『東三河今昔【創作】物語集(7)【山野内スズ編】』第5章
名古屋に向かう暴走列車の中で、風魔の術師・山野内スズによる魔獣退治を東三河の霊能探偵が目撃するの巻
第5章 事情聴取
暴走列車の件は、その後の事情聴取の方が大変だった。神谷たちは名古屋駅で降りると、そのまま警察署に連れていかれた。

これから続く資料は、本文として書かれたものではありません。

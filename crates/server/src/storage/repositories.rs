// Repository layer for PostgreSQL

use anyhow::Result;
use sqlx::PgPool;
use uuid::Uuid;

use super::models::*;
use super::{duplicate_tag, duplicate_username, DuplicateKey};

#[derive(Clone)]
pub struct Database {
    pool: PgPool,
}

impl Database {
    /// Create database connection from URL
    pub async fn from_url(database_url: &str) -> Result<Self> {
        let pool = PgPool::connect(database_url).await?;
        Ok(Self { pool })
    }

    /// Apply embedded migrations
    pub async fn migrate(&self) -> Result<()> {
        sqlx::migrate!("./migrations").run(&self.pool).await?;
        Ok(())
    }

    // ============================================
    // Users
    // ============================================

    pub async fn create_user(&self, input: CreateUserRow) -> Result<UserRow> {
        let row = sqlx::query_as::<_, UserRow>(
            r#"
            INSERT INTO users (id, username, password_hash, role)
            VALUES ($1, $2, $3, $4)
            RETURNING id, username, password_hash, role, verified, created_at, updated_at
            "#,
        )
        .bind(Uuid::now_v7())
        .bind(&input.username)
        .bind(&input.password_hash)
        .bind(&input.role)
        .fetch_one(&self.pool)
        .await
        .map_err(|e| map_duplicate(e, duplicate_username))?;

        Ok(row)
    }

    pub async fn get_user_by_username(&self, username: &str) -> Result<Option<UserRow>> {
        let row = sqlx::query_as::<_, UserRow>(
            r#"
            SELECT id, username, password_hash, role, verified, created_at, updated_at
            FROM users
            WHERE username = $1
            "#,
        )
        .bind(username)
        .fetch_optional(&self.pool)
        .await?;

        Ok(row)
    }

    pub async fn mark_user_verified(&self, username: &str) -> Result<bool> {
        let result = sqlx::query(
            r#"
            UPDATE users
            SET verified = TRUE, updated_at = NOW()
            WHERE username = $1
            "#,
        )
        .bind(username)
        .execute(&self.pool)
        .await?;

        Ok(result.rows_affected() > 0)
    }

    pub async fn delete_user_by_username(&self, username: &str) -> Result<bool> {
        let result = sqlx::query("DELETE FROM users WHERE username = $1")
            .bind(username)
            .execute(&self.pool)
            .await?;

        Ok(result.rows_affected() > 0)
    }

    // ============================================
    // News
    // ============================================

    pub async fn create_news(&self, input: CreateNewsRow) -> Result<NewsRow> {
        let row = sqlx::query_as::<_, NewsRow>(
            r#"
            INSERT INTO news (id, title, content, author)
            VALUES ($1, $2, $3, $4)
            RETURNING id, title, content, author, created_at, updated_at
            "#,
        )
        .bind(Uuid::now_v7())
        .bind(&input.title)
        .bind(&input.content)
        .bind(&input.author)
        .fetch_one(&self.pool)
        .await?;

        Ok(row)
    }

    pub async fn get_news(&self, id: Uuid) -> Result<Option<NewsRow>> {
        let row = sqlx::query_as::<_, NewsRow>(
            r#"
            SELECT id, title, content, author, created_at, updated_at
            FROM news
            WHERE id = $1
            "#,
        )
        .bind(id)
        .fetch_optional(&self.pool)
        .await?;

        Ok(row)
    }

    pub async fn list_news_by_author(&self, author: &str) -> Result<Vec<NewsRow>> {
        let rows = sqlx::query_as::<_, NewsRow>(
            r#"
            SELECT id, title, content, author, created_at, updated_at
            FROM news
            WHERE author = $1
            ORDER BY created_at DESC, id DESC
            "#,
        )
        .bind(author)
        .fetch_all(&self.pool)
        .await?;

        Ok(rows)
    }

    pub async fn list_news_by_tag(&self, tag: &str) -> Result<Vec<NewsRow>> {
        let rows = sqlx::query_as::<_, NewsRow>(
            r#"
            SELECT n.id, n.title, n.content, n.author, n.created_at, n.updated_at
            FROM news n
            JOIN news_tags t ON t.news_id = n.id
            WHERE t.name = $1
            ORDER BY n.created_at DESC, n.id DESC
            "#,
        )
        .bind(tag)
        .fetch_all(&self.pool)
        .await?;

        Ok(rows)
    }

    pub async fn update_news(&self, id: Uuid, input: UpdateNews) -> Result<Option<NewsRow>> {
        let row = sqlx::query_as::<_, NewsRow>(
            r#"
            UPDATE news
            SET
                title = COALESCE($2, title),
                content = COALESCE($3, content),
                updated_at = NOW()
            WHERE id = $1
            RETURNING id, title, content, author, created_at, updated_at
            "#,
        )
        .bind(id)
        .bind(&input.title)
        .bind(&input.content)
        .fetch_optional(&self.pool)
        .await?;

        Ok(row)
    }

    pub async fn delete_news(&self, id: Uuid) -> Result<bool> {
        let result = sqlx::query("DELETE FROM news WHERE id = $1")
            .bind(id)
            .execute(&self.pool)
            .await?;

        Ok(result.rows_affected() > 0)
    }

    // ============================================
    // Tags
    // ============================================

    pub async fn create_tag(&self, input: CreateTagRow) -> Result<TagRow> {
        let row = sqlx::query_as::<_, TagRow>(
            r#"
            INSERT INTO news_tags (news_id, name, color)
            VALUES ($1, $2, $3)
            RETURNING news_id, name, color, created_at
            "#,
        )
        .bind(input.news_id)
        .bind(&input.name)
        .bind(&input.color)
        .fetch_one(&self.pool)
        .await
        .map_err(|e| map_duplicate(e, || duplicate_tag(&input.name)))?;

        Ok(row)
    }

    pub async fn get_tag(&self, news_id: Uuid, name: &str) -> Result<Option<TagRow>> {
        let row = sqlx::query_as::<_, TagRow>(
            r#"
            SELECT news_id, name, color, created_at
            FROM news_tags
            WHERE news_id = $1 AND name = $2
            "#,
        )
        .bind(news_id)
        .bind(name)
        .fetch_optional(&self.pool)
        .await?;

        Ok(row)
    }

    pub async fn list_tags(&self, news_id: Uuid) -> Result<Vec<TagRow>> {
        let rows = sqlx::query_as::<_, TagRow>(
            r#"
            SELECT news_id, name, color, created_at
            FROM news_tags
            WHERE news_id = $1
            ORDER BY created_at ASC, name ASC
            "#,
        )
        .bind(news_id)
        .fetch_all(&self.pool)
        .await?;

        Ok(rows)
    }

    pub async fn update_tag(
        &self,
        news_id: Uuid,
        name: &str,
        input: UpdateTag,
    ) -> Result<Option<TagRow>> {
        let row = sqlx::query_as::<_, TagRow>(
            r#"
            UPDATE news_tags
            SET name = $3, color = $4
            WHERE news_id = $1 AND name = $2
            RETURNING news_id, name, color, created_at
            "#,
        )
        .bind(news_id)
        .bind(name)
        .bind(&input.name)
        .bind(&input.color)
        .fetch_optional(&self.pool)
        .await
        .map_err(|e| map_duplicate(e, || duplicate_tag(&input.name)))?;

        Ok(row)
    }

    pub async fn delete_tag(&self, news_id: Uuid, name: &str) -> Result<bool> {
        let result = sqlx::query("DELETE FROM news_tags WHERE news_id = $1 AND name = $2")
            .bind(news_id)
            .bind(name)
            .execute(&self.pool)
            .await?;

        Ok(result.rows_affected() > 0)
    }

    // ============================================
    // Comments
    // ============================================

    pub async fn create_comment(&self, input: CreateCommentRow) -> Result<CommentRow> {
        let row = sqlx::query_as::<_, CommentRow>(
            r#"
            INSERT INTO news_comments (id, news_id, username, content)
            VALUES ($1, $2, $3, $4)
            RETURNING id, news_id, username, content, created_at, updated_at
            "#,
        )
        .bind(Uuid::now_v7())
        .bind(input.news_id)
        .bind(&input.username)
        .bind(&input.content)
        .fetch_one(&self.pool)
        .await?;

        Ok(row)
    }

    pub async fn get_comment(&self, id: Uuid) -> Result<Option<CommentRow>> {
        let row = sqlx::query_as::<_, CommentRow>(
            r#"
            SELECT id, news_id, username, content, created_at, updated_at
            FROM news_comments
            WHERE id = $1
            "#,
        )
        .bind(id)
        .fetch_optional(&self.pool)
        .await?;

        Ok(row)
    }

    pub async fn list_comments(&self, news_id: Uuid) -> Result<Vec<CommentRow>> {
        let rows = sqlx::query_as::<_, CommentRow>(
            r#"
            SELECT id, news_id, username, content, created_at, updated_at
            FROM news_comments
            WHERE news_id = $1
            ORDER BY created_at ASC, id ASC
            "#,
        )
        .bind(news_id)
        .fetch_all(&self.pool)
        .await?;

        Ok(rows)
    }

    pub async fn update_comment(&self, id: Uuid, content: String) -> Result<Option<CommentRow>> {
        let row = sqlx::query_as::<_, CommentRow>(
            r#"
            UPDATE news_comments
            SET content = $2, updated_at = NOW()
            WHERE id = $1
            RETURNING id, news_id, username, content, created_at, updated_at
            "#,
        )
        .bind(id)
        .bind(&content)
        .fetch_optional(&self.pool)
        .await?;

        Ok(row)
    }

    pub async fn delete_comment(&self, id: Uuid) -> Result<bool> {
        let result = sqlx::query("DELETE FROM news_comments WHERE id = $1")
            .bind(id)
            .execute(&self.pool)
            .await?;

        Ok(result.rows_affected() > 0)
    }
}

/// Postgres SQLSTATE 23505 (unique_violation)
fn is_unique_violation(err: &sqlx::Error) -> bool {
    match err {
        sqlx::Error::Database(db_err) => db_err.code().is_some_and(|code| code.as_ref() == "23505"),
        _ => false,
    }
}

fn map_duplicate(err: sqlx::Error, duplicate: impl FnOnce() -> DuplicateKey) -> anyhow::Error {
    if is_unique_violation(&err) {
        duplicate().into()
    } else {
        err.into()
    }
}
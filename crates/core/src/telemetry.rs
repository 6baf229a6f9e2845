// Telemetry Module
//
// Structured logging through tracing-subscriber. Output is human-readable
// by default and switches to one JSON object per line with LOG_FORMAT=json.

use tracing_subscriber::{layer::SubscriberExt, util::SubscriberInitExt, EnvFilter, Layer};

/// Log output format
#[derive(Debug, Clone, Copy, PartialEq, Eq, Default)]
pub enum LogFormat {
    #[default]
    Pretty,
    Json,
}

impl LogFormat {
    pub fn parse(s: &str) -> Self {
        match s.to_lowercase().as_str() {
            "json" => LogFormat::Json,
            _ => LogFormat::Pretty,
        }
    }
}

/// Configuration for logging
#[derive(Debug, Clone)]
pub struct TelemetryConfig {
    /// Service name recorded in the startup line
    pub service_name: String,
    /// Service version
    pub service_version: Option<String>,
    /// Log filter (e.g., "info", "debug", "funpage_server=debug")
    pub log_filter: Option<String>,
    /// Output format
    pub format: LogFormat,
}

impl Default for TelemetryConfig {
    fn default() -> Self {
        Self {
            service_name: "funpage".to_string(),
            service_version: None,
            log_filter: None,
            format: LogFormat::Pretty,
        }
    }
}

impl TelemetryConfig {
    /// Create configuration from environment variables
    ///
    /// Environment variables:
    /// - `SERVICE_NAME`: Service name (default: "funpage")
    /// - `RUST_LOG` or `LOG_LEVEL`: Log filter
    /// - `LOG_FORMAT`: "json" for JSON lines, anything else for human-readable output
    pub fn from_env() -> Self {
        Self {
            service_name: std::env::var("SERVICE_NAME").unwrap_or_else(|_| "funpage".to_string()),
            service_version: None,
            log_filter: std::env::var("RUST_LOG")
                .ok()
                .or_else(|| std::env::var("LOG_LEVEL").ok()),
            format: std::env::var("LOG_FORMAT")
                .map(|s| LogFormat::parse(&s))
                .unwrap_or_default(),
        }
    }

    fn filter(&self) -> EnvFilter {
        self.log_filter
            .as_ref()
            .and_then(|f| EnvFilter::try_new(f).ok())
            .unwrap_or_else(|| EnvFilter::new("info"))
    }
}

/// Install the global subscriber.
///
/// Calling this twice is harmless: the second install fails and is ignored,
/// which keeps tests that build the app repeatedly working.
pub fn init_telemetry(config: TelemetryConfig) {
    let filter = config.filter();

    let layer = match config.format {
        LogFormat::Json => tracing_subscriber::fmt::layer()
            .json()
            .with_target(true)
            .with_filter(filter)
            .boxed(),
        LogFormat::Pretty => tracing_subscriber::fmt::layer()
            .with_target(true)
            .with_filter(filter)
            .boxed(),
    };

    if tracing_subscriber::registry().with(layer).try_init().is_err() {
        return;
    }

    tracing::info!(
        service = %config.service_name,
        version = config.service_version.as_deref().unwrap_or("unknown"),
        format = ?config.format,
        "Telemetry initialized"
    );
}

#[cfg(test)]
mod tests {
    use super::*;

    #[test]
    fn test_log_format_parse() {
        assert_eq!(LogFormat::parse("json"), LogFormat::Json);
        assert_eq!(LogFormat::parse("JSON"), LogFormat::Json);
        assert_eq!(LogFormat::parse("pretty"), LogFormat::Pretty);
        assert_eq!(LogFormat::parse(""), LogFormat::Pretty);
    }

    #[test]
    fn test_invalid_filter_falls_back_to_info() {
        let config = TelemetryConfig {
            log_filter: Some("[[not a filter".to_string()),
            ..Default::default()
        };
        assert_eq!(config.filter().to_string(), "info");
    }
}
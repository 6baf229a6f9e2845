// Authentication: credentials, session tokens, the request gate and
// verification codes

pub mod config;
pub mod jwt;
pub mod middleware;
pub mod routes;
pub mod verification;

pub use config::AuthConfig;
pub use jwt::{TokenError, TokenService};
pub use middleware::{require_auth, AuthState, AuthUser};
pub use routes::routes;
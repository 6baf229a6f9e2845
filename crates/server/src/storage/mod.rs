// Storage layer
// Decision: Support both PostgreSQL (production) and in-memory (dev mode)

pub mod backend;
pub mod memory;
pub mod models;
pub mod password;
pub mod repositories;

pub use backend::StorageBackend;
pub use memory::InMemoryDatabase;
pub use models::*;
pub use repositories::Database;

/// A write collided with an existing unique key (username, tag name on an article).
///
/// Backends return it inside `anyhow::Error`; the service layer downcasts it
/// into a conflict so racing writers see the same answer as a pre-check.
#[derive(Debug, Clone, PartialEq, Eq, thiserror::Error)]
#[error("{0}")]
pub struct DuplicateKey(pub String);

pub(crate) fn duplicate_username() -> DuplicateKey {
    DuplicateKey("Username already taken".to_string())
}

pub(crate) fn duplicate_tag(name: &str) -> DuplicateKey {
    DuplicateKey(format!("Tag '{}' already exists on this news", name))
}
// Public API: route handlers and their DTOs

pub mod comments;
pub mod common;
pub mod news;
pub mod tags;
pub mod validation;

pub use common::{ApiError, ApiResponse, ErrorResponse};
// Funpage API server
// Decision: PostgreSQL when DATABASE_URL is set, in-memory storage otherwise
// Decision: Graceful shutdown on Ctrl-C and SIGTERM

use anyhow::{Context, Result};
use axum::extract::{MatchedPath, Request};
use axum::http::{header, Method};
use funpage_core::telemetry::{init_telemetry, TelemetryConfig};
use funpage_server::auth::verification::{spawn_sweeper, SWEEP_INTERVAL};
use funpage_server::auth::AuthState;
use funpage_server::build_app;
use funpage_server::config::{load_env_files, ServerConfig};
use funpage_server::storage::StorageBackend;
use tower_http::cors::{AllowOrigin, CorsLayer};
use tower_http::trace::TraceLayer;
use tracing::{info_span, Span};

#[tokio::main]
async fn main() -> Result<()> {
    load_env_files();

    // Configure via environment variables:
    // - RUST_LOG: Log filter (default: "funpage_server=debug,tower_http=debug")
    // - LOG_FORMAT: "json" for JSON lines
    let mut telemetry_config = TelemetryConfig::from_env();
    if telemetry_config.log_filter.is_none() {
        telemetry_config.log_filter = Some("funpage_server=debug,tower_http=debug".to_string());
    }
    telemetry_config.service_version = Some(env!("CARGO_PKG_VERSION").to_string());
    init_telemetry(telemetry_config);

    tracing::info!("funpage-server starting...");

    let config = ServerConfig::from_env().context("Invalid configuration")?;

    let db = match &config.database_url {
        Some(url) => {
            let db = StorageBackend::postgres(url)
                .await
                .context("Failed to connect to database")?;
            tracing::info!("Connected to database, migrations applied");
            db
        }
        None => {
            tracing::warn!("DATABASE_URL not set, using in-memory storage (dev mode)");
            StorageBackend::in_memory()
        }
    };

    tracing::info!(
        register_token_lifetime_secs = config.auth.jwt.register_token_lifetime.as_secs(),
        login_token_lifetime_secs = config.auth.jwt.login_token_lifetime.as_secs(),
        cookie_secure = config.auth.cookie_secure,
        dev_mode = config.is_dev_mode(),
        "Authentication configured"
    );

    let auth_state = AuthState::new(config.auth.clone(), db.clone());
    let sweeper = spawn_sweeper(auth_state.codes.clone(), SWEEP_INTERVAL);

    let app = build_app(db, auth_state);

    // Add CORS layer only if origins are configured
    let app = if config.cors_allowed_origins.is_empty() {
        tracing::info!("CORS not configured (same-origin requests only)");
        app
    } else {
        tracing::info!(origins = ?config.cors_allowed_origins, "CORS origins configured");
        app.layer(
            CorsLayer::new()
                .allow_origin(AllowOrigin::list(config.cors_allowed_origins.clone()))
                .allow_methods([Method::GET, Method::POST, Method::PUT, Method::DELETE])
                .allow_headers([header::CONTENT_TYPE, header::AUTHORIZATION])
                .allow_credentials(true),
        )
    };

    let app = app.layer(TraceLayer::new_for_http().make_span_with(make_span));

    let address = config.bind_address();
    let listener = tokio::net::TcpListener::bind(&address)
        .await
        .with_context(|| format!("Failed to bind {}", address))?;
    tracing::info!("Listening on {}", address);

    axum::serve(listener, app)
        .with_graceful_shutdown(shutdown_signal())
        .await?;

    sweeper.abort();
    tracing::info!("Server stopped");
    Ok(())
}

fn make_span(request: &Request) -> Span {
    let matched_path = request
        .extensions()
        .get::<MatchedPath>()
        .map_or_else(|| request.uri().path(), MatchedPath::as_str);

    info_span!(
        "http.request",
        method = %request.method(),
        path = %matched_path,
    )
}

async fn shutdown_signal() {
    let ctrl_c = async {
        if let Err(e) = tokio::signal::ctrl_c().await {
            tracing::error!("Failed to listen for Ctrl-C: {}", e);
        }
    };

    #[cfg(unix)]
    let terminate = async {
        match tokio::signal::unix::signal(tokio::signal::unix::SignalKind::terminate()) {
            Ok(mut signal) => {
                signal.recv().await;
            }
            Err(e) => tracing::error!("Failed to listen for SIGTERM: {}", e),
        }
    };

    #[cfg(not(unix))]
    let terminate = std::future::pending::<()>();

    tokio::select! {
        _ = ctrl_c => {},
        _ = terminate => {},
    }

    tracing::info!("Shutdown signal received, draining connections");
}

そこで日が暮れるまで事情聴取され、担当警察官による報告書の作成に付き合わされることとなった。
夕暮れにようやく解放された神谷は、スズに言った。
「大変な目に遭いましたね。用事があって、ただ汽車に乗っただけなのに。」
スズは微笑んで言った。
「そうですね。魔獣退治は一瞬だったのに、事情聴取は数時間かかりましたね。」
神谷は彼女に言った。
「でも、スズさんにお会いすることができて、よかったです。噂には聞いていましたが、まさか本物の風魔の術を見ることができるとは、夢にも思いませんでした。」
スズは笑って言った。
「フフフッ。あなたが優秀な霊能探偵さんだとは知りませんでしたので。余計なことをしました。」
神谷は恐縮して言った。
「いえ、とんでもない。あんな炎の魔獣をどう処理すればよいものか、困惑して立ち尽くしていたんです。」
「それではさようなら、神谷さん。お互いそれなりの術師ですから、またどこかでお会いすることもあるでしょう。」
彼女はそう言うと、名古屋の街中に歩いていった。彼女は今日、名古屋の友人と旧交を温めるために来たそうである。